Usefulness of hydroxyapatite bone cement to overcome crimping problems in primary stapedotomy
Faculty of Medicine and Health Sciences
Journal of International Advanced Otology
, p. 165-171
University of Antwerp
Objective: To report hearing outcome in primary stapedotomy cases where crimping is difficult and hydroxyapatite (HA) bone cement is used to fix the prosthesis around the long process of the incus. Study design: Nonrandomised, retrospective cohort study. Setting: One tertiary-referral otologic center. Materials and Methods: Twenty-three primary cases of surgically treated otosclerosis where an unsatisfactory crimp was obtained and HA bone cement was used to secure the prosthesis. Air-bone gap (ABG), bone-conduction (BC) and airconduction thresholds were evaluated preoperatively, at 1-3 months and last follow-up available.

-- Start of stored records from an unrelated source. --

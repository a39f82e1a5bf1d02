use dotenv::dotenv;
use tokio::sync::broadcast::error::RecvError;
use tracing::{error, info, warn};

use webrtc_service::{
    config::verbose_from_env, logging::init_logging, start_webrtc_service, stop_webrtc_service,
    webrtc_service, ServiceEvent,
};

#[tokio::main]
async fn main() -> anyhow::Result<()> {
    dotenv().ok();
    init_logging(verbose_from_env());

    let mut events = webrtc_service().subscribe();

    let event_task = tokio::spawn(async move {
        loop {
            match events.recv().await {
                Ok(ServiceEvent::FatalError(message)) => error!(%message, "Telephony unavailable"),
                Ok(ServiceEvent::Error(message)) => warn!(%message, "WebRTC error"),
                Ok(event) => info!(event = event.name(), ?event, "WebRTC event"),
                Err(RecvError::Lagged(skipped)) => warn!(skipped, "Dropped WebRTC events"),
                Err(RecvError::Closed) => break,
            }
        }
    });

    if let Err(error) = start_webrtc_service().await {
        // Keep running: the service can come back if the host restarts it.
        error!(%error, "Failed to start WebRTC service");
    }

    tokio::signal::ctrl_c().await?;
    info!("Shutting down");

    stop_webrtc_service().await;
    event_task.abort();

    Ok(())
}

Pure-tone averages were calculated according to the guidelines of the Committee on Hearing and Equilibrium for evaluating conductive hearing loss. Results: Nine male patients and 14 female patients were included. Age varied from 39 years to 79 years (median 53 years). Median short-term follow-up was 2.5 months. Median intermediate-term follow-up was 12 months (at last follow-up available). At short-term and intermediate-term, the respective median postoperative ABG was 11.9 dB and 10.6 dB in the study group. No adverse reactions or unsuspected BC deteriorations were seen. Conclusion: In surgically treated otosclerosis patients where unsatisfactory prosthesis crimping is experienced, the additional fixation of the piston using HA bone cement can provide a clinically significant hearing improvement by avoiding a loose-piston syndrome. However, it does not provide a similar improvement when compared to patients where the crimping act is performed without difficulties.